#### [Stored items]
——
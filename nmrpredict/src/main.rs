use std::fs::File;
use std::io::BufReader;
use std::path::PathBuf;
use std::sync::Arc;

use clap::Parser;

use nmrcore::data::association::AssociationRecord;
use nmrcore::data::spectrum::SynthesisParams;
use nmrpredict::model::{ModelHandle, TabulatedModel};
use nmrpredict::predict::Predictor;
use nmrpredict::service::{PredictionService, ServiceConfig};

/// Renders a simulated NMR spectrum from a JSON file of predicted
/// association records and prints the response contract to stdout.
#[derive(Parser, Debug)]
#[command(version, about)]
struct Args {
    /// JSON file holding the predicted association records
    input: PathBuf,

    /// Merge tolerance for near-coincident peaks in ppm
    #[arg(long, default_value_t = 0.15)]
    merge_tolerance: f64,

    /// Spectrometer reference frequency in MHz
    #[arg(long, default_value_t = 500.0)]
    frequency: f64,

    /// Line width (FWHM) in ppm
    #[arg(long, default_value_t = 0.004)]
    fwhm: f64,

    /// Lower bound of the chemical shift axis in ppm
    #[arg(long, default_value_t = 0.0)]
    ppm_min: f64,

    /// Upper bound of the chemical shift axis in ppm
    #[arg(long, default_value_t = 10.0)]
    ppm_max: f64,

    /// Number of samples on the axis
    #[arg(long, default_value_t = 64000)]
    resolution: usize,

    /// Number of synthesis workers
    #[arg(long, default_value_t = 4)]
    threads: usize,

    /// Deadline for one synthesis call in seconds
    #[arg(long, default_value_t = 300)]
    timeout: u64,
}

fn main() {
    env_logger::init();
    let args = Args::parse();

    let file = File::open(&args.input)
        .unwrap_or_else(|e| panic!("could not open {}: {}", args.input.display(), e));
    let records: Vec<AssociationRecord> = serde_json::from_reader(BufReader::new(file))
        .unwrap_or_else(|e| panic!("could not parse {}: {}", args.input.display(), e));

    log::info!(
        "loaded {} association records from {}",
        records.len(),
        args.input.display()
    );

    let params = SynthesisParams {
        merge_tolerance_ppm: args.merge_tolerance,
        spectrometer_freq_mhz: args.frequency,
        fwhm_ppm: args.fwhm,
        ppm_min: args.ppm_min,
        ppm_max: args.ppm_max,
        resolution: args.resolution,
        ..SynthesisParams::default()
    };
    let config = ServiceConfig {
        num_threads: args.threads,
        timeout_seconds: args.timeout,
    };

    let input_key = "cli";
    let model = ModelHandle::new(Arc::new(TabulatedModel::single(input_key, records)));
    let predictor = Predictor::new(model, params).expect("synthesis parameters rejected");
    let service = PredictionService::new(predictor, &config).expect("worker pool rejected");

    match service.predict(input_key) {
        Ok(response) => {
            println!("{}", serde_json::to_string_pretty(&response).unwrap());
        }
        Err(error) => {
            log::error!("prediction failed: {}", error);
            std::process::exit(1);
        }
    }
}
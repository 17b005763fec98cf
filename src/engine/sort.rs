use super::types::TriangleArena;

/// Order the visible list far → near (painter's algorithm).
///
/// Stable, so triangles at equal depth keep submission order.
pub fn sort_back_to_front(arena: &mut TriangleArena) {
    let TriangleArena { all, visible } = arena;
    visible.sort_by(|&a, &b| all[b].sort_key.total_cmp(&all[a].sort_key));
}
——
#### [Assigned task]
In the answer, the lines from the first line of the data above through the line containing "frequency in MHz" must appear exactly as written, with nothing else.

#### [Expected output]
filename nmrpredict/src/main.rs
use std::fs::File;
use std::io::BufReader;
use std::path::PathBuf;
use std::sync::Arc;

use clap::Parser;

use nmrcore::data::association::AssociationRecord;
use nmrcore::data::spectrum::SynthesisParams;
use nmrpredict::model::{ModelHandle, TabulatedModel};
use nmrpredict::predict::Predictor;
use nmrpredict::service::{PredictionService, ServiceConfig};

/// Renders a simulated NMR spectrum from a JSON file of predicted
/// association records and prints the response contract to stdout.
#[derive(Parser, Debug)]
#[command(version, about)]
struct Args {
    /// JSON file holding the predicted association records
    input: PathBuf,

    /// Merge tolerance for near-coincident peaks in ppm
    #[arg(long, default_value_t = 0.15)]
    merge_tolerance: f64,

    /// Spectrometer reference frequency in MHz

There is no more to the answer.